---------- INFORMATION PROVIDED

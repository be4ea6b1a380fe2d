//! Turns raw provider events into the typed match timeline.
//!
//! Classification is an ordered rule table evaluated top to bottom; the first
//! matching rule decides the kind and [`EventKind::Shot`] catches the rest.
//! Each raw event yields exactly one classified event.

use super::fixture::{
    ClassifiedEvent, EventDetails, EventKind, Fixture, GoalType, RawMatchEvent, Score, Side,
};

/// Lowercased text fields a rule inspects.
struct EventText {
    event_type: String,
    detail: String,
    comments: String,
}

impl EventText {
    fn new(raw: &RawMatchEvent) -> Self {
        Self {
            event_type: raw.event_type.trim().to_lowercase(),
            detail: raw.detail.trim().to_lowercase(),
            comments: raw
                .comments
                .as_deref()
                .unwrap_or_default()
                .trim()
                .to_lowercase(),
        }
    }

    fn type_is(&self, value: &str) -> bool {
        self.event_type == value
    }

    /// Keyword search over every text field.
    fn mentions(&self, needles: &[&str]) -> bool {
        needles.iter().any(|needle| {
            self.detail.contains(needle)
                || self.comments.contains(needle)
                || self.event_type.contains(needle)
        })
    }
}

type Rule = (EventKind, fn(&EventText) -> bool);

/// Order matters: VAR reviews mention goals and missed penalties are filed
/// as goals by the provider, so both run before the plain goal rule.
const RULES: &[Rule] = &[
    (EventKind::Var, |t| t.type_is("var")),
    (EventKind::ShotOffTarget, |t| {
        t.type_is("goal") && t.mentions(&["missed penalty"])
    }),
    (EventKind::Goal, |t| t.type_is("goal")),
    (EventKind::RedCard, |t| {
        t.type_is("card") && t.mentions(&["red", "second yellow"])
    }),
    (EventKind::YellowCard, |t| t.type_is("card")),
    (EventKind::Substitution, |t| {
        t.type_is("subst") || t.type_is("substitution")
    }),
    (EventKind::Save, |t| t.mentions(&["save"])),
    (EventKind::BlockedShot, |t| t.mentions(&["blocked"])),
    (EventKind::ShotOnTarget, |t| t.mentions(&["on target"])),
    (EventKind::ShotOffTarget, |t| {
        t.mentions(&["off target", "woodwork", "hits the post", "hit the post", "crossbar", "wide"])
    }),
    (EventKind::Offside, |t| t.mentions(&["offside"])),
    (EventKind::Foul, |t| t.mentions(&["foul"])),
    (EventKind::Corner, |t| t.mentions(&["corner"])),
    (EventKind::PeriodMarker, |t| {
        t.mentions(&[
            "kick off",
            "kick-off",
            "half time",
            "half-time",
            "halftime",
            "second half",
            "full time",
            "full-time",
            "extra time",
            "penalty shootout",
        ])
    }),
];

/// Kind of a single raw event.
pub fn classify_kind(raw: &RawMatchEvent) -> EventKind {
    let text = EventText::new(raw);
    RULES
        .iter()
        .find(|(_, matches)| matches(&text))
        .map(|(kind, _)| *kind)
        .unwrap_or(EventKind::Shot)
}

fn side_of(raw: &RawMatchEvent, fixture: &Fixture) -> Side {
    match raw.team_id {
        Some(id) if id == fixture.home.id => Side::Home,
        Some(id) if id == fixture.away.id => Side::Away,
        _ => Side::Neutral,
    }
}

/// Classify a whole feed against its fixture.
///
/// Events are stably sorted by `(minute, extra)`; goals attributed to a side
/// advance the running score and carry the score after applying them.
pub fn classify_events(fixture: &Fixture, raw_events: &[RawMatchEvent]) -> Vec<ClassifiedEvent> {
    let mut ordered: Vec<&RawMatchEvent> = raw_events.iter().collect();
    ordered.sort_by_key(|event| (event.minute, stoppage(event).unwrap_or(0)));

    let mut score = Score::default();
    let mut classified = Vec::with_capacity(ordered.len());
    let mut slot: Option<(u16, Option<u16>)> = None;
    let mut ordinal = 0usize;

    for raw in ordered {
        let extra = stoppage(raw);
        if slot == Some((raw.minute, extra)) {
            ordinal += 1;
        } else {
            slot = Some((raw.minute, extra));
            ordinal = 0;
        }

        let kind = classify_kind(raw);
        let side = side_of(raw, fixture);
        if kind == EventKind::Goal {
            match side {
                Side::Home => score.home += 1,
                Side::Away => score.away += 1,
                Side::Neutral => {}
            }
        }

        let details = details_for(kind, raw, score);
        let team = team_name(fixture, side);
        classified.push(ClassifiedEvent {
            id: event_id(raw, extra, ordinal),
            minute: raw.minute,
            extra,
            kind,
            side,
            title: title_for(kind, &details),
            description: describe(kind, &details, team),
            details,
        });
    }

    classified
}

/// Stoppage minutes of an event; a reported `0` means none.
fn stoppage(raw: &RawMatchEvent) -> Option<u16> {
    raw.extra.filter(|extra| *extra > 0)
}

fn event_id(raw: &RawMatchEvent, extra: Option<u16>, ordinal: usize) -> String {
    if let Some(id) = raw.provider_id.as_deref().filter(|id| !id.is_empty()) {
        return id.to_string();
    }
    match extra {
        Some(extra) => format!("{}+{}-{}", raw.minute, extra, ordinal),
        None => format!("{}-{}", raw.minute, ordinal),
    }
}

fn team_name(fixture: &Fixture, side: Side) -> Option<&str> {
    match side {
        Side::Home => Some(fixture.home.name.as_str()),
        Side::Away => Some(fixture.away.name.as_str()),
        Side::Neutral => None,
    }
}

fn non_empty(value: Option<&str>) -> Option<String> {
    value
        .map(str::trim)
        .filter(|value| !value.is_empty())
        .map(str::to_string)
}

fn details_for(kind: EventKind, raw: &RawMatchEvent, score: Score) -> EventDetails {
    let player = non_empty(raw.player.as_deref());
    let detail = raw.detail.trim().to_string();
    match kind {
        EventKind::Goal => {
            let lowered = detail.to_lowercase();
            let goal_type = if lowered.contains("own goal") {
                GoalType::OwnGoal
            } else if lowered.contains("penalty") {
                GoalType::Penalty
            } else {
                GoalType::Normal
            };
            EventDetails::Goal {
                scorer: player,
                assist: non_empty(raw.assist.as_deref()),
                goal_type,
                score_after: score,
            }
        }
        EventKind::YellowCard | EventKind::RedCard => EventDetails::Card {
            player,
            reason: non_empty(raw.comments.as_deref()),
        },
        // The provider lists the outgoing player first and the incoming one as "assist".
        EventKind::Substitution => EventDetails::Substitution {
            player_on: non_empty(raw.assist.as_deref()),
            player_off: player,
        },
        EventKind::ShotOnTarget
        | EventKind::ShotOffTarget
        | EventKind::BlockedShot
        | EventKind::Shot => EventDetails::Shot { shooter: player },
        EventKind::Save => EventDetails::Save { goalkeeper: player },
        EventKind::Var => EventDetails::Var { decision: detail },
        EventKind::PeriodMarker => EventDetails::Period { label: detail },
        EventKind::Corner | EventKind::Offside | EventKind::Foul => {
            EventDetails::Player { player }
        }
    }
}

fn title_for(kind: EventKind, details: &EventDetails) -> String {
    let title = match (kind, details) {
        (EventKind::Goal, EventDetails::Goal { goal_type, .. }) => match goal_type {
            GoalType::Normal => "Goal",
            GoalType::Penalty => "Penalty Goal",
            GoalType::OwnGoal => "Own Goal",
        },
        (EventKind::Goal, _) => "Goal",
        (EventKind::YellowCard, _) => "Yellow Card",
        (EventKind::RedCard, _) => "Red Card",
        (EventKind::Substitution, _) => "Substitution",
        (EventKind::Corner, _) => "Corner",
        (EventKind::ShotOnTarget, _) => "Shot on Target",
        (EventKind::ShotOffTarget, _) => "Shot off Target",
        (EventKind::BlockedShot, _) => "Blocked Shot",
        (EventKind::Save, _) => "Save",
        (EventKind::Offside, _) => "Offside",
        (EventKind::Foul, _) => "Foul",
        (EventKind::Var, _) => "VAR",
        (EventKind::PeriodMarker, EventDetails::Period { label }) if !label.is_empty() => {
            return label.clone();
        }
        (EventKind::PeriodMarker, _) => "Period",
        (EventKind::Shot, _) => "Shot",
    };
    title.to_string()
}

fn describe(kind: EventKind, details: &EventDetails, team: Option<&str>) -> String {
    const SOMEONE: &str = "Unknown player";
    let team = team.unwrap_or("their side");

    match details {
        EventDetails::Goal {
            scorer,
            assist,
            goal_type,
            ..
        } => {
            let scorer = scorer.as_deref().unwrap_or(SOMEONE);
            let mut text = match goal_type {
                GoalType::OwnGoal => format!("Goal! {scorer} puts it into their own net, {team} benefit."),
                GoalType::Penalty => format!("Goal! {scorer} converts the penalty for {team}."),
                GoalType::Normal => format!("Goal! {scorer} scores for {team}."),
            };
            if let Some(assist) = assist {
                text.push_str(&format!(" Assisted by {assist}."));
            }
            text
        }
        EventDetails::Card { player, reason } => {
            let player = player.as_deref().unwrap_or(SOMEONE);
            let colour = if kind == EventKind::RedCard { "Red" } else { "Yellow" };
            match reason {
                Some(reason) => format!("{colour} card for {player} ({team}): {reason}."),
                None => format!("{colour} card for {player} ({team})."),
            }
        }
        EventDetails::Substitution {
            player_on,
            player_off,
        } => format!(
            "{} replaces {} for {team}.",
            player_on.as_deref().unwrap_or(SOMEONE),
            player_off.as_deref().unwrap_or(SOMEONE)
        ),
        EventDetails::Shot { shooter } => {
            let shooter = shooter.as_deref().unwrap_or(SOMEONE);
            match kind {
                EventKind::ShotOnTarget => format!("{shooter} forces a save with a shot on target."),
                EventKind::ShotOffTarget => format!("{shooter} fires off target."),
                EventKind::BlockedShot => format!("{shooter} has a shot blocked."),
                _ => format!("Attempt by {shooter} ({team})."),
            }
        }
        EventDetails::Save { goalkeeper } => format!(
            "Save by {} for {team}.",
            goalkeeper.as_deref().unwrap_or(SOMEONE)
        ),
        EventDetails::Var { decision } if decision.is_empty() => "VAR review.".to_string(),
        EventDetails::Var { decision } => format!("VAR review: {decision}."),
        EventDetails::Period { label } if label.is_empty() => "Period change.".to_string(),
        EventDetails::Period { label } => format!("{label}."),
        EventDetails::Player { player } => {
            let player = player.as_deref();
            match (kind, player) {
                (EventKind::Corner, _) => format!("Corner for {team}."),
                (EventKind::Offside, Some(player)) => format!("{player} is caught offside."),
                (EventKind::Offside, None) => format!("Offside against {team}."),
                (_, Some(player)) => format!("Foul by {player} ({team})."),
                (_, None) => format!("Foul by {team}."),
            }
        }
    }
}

--------------------
---------- INFORMATION PROVIDED

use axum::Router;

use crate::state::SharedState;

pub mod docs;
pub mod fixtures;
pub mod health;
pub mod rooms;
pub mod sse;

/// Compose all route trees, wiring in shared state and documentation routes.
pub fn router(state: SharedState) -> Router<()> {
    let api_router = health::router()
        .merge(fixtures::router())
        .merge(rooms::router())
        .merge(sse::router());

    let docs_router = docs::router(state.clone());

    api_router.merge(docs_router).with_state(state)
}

--------------------
---------- INFORMATION PROVIDED

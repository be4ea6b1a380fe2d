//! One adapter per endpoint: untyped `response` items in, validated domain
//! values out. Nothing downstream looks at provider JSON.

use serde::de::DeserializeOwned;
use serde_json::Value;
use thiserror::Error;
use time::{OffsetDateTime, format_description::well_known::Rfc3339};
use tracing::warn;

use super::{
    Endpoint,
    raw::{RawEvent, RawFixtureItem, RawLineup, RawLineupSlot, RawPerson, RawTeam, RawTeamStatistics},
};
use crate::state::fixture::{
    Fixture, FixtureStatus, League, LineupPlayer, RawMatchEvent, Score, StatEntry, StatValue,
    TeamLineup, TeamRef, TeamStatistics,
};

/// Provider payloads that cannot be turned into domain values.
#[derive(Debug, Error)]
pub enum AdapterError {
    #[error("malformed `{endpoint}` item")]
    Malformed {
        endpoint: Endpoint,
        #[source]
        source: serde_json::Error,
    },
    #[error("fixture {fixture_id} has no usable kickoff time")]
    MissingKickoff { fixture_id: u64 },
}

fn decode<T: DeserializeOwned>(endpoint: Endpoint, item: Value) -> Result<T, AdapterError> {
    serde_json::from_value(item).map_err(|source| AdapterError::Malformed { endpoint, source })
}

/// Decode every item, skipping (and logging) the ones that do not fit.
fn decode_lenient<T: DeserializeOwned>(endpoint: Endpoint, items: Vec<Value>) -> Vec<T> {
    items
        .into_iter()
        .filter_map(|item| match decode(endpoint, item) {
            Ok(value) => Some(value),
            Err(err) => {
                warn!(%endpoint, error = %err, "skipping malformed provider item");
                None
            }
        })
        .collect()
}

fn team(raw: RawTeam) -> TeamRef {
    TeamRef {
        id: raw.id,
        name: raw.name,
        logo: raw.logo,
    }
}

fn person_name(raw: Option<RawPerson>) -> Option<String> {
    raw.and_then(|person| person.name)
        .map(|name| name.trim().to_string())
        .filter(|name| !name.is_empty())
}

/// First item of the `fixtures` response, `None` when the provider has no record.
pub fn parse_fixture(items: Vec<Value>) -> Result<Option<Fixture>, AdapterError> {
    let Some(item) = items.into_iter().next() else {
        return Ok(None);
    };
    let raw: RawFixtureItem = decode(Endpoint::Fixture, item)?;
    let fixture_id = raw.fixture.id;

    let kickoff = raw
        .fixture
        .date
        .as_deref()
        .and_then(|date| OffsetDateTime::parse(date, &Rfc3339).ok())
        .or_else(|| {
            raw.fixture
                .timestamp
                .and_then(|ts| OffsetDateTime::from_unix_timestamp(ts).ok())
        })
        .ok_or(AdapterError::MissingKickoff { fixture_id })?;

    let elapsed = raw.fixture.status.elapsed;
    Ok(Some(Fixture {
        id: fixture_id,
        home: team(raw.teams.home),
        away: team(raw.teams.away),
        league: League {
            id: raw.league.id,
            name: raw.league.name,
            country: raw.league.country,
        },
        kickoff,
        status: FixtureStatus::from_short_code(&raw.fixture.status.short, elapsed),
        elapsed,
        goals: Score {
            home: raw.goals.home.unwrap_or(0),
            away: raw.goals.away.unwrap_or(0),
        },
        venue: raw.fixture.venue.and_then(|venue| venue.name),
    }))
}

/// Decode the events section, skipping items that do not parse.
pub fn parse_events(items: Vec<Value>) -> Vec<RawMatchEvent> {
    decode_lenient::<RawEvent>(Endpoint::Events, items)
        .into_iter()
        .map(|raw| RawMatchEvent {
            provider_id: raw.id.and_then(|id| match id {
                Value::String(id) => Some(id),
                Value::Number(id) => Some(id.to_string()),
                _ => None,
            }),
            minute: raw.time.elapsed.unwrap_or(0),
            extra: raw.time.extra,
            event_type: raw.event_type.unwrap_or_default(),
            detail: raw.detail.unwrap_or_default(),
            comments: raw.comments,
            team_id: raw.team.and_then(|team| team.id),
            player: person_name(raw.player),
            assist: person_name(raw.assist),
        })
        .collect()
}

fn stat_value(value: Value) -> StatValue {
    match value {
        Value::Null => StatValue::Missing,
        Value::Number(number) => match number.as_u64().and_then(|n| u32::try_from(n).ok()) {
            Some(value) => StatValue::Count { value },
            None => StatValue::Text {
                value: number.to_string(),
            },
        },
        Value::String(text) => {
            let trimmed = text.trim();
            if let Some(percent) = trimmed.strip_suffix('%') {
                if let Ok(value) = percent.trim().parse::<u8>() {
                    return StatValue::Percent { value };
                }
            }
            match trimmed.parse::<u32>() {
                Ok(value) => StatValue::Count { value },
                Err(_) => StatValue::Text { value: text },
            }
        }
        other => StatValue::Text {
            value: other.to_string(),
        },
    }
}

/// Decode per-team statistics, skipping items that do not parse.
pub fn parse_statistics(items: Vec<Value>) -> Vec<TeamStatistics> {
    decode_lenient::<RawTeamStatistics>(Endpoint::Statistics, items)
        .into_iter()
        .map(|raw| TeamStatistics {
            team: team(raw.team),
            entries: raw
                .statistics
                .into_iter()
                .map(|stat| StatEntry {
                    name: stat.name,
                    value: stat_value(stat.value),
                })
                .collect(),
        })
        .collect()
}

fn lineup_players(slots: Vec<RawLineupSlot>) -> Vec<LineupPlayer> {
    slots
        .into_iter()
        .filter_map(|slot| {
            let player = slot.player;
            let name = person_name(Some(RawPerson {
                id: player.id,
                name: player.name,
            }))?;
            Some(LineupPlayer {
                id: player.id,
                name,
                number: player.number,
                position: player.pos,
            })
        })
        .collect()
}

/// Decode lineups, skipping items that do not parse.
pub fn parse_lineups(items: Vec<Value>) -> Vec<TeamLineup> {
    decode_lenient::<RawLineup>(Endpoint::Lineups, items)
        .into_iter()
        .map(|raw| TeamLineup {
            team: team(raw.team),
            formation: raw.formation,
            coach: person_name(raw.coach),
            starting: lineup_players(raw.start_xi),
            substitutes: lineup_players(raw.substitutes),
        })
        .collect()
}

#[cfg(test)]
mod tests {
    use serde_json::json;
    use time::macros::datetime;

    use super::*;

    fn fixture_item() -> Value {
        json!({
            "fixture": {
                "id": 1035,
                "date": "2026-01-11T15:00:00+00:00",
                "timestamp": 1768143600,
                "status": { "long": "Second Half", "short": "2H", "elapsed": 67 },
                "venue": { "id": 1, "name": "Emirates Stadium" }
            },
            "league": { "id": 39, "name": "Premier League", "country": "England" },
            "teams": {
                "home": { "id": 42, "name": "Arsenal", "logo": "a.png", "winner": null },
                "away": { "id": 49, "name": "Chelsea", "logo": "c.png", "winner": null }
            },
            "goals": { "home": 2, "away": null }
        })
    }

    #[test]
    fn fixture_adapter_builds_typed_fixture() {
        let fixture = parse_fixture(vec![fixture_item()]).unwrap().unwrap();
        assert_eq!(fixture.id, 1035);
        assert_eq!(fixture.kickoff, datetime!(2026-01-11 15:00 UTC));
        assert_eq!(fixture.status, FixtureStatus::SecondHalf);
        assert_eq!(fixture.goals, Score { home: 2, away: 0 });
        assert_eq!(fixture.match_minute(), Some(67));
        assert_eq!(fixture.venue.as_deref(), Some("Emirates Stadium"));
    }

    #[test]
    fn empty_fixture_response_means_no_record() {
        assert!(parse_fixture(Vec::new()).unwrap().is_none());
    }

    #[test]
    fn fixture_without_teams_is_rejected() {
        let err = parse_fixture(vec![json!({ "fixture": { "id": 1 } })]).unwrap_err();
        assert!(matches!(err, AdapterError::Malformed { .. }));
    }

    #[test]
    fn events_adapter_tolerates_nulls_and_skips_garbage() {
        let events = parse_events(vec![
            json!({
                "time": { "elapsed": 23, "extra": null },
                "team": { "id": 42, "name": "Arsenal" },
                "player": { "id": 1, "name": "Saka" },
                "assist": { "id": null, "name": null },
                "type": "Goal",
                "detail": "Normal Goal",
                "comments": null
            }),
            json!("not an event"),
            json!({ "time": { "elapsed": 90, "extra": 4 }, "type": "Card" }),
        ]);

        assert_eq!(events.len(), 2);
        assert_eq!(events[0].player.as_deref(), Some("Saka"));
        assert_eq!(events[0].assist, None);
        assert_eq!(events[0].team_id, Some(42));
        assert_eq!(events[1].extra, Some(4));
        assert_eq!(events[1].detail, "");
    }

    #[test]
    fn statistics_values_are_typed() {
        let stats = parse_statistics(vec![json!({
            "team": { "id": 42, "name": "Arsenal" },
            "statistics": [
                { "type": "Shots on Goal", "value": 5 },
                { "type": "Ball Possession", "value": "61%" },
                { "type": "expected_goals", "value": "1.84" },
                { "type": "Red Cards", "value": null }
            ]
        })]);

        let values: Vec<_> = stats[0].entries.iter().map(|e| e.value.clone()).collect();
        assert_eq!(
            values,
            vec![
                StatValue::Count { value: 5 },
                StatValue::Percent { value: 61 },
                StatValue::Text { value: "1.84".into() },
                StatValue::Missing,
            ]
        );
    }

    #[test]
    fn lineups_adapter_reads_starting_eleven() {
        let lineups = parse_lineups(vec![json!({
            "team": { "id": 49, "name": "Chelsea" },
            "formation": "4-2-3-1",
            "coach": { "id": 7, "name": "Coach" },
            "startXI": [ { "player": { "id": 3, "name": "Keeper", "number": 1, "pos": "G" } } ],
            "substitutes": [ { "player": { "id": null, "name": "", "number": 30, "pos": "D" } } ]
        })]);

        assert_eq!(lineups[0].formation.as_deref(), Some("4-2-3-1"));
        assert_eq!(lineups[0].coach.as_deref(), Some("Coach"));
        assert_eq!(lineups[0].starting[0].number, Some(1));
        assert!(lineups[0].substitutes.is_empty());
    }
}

--------------------

_WHAT YOU WILL DO:_ How many lines above contain the word "return"? Reply with only the number.

_RESULT FOR THIS TASK:_ 4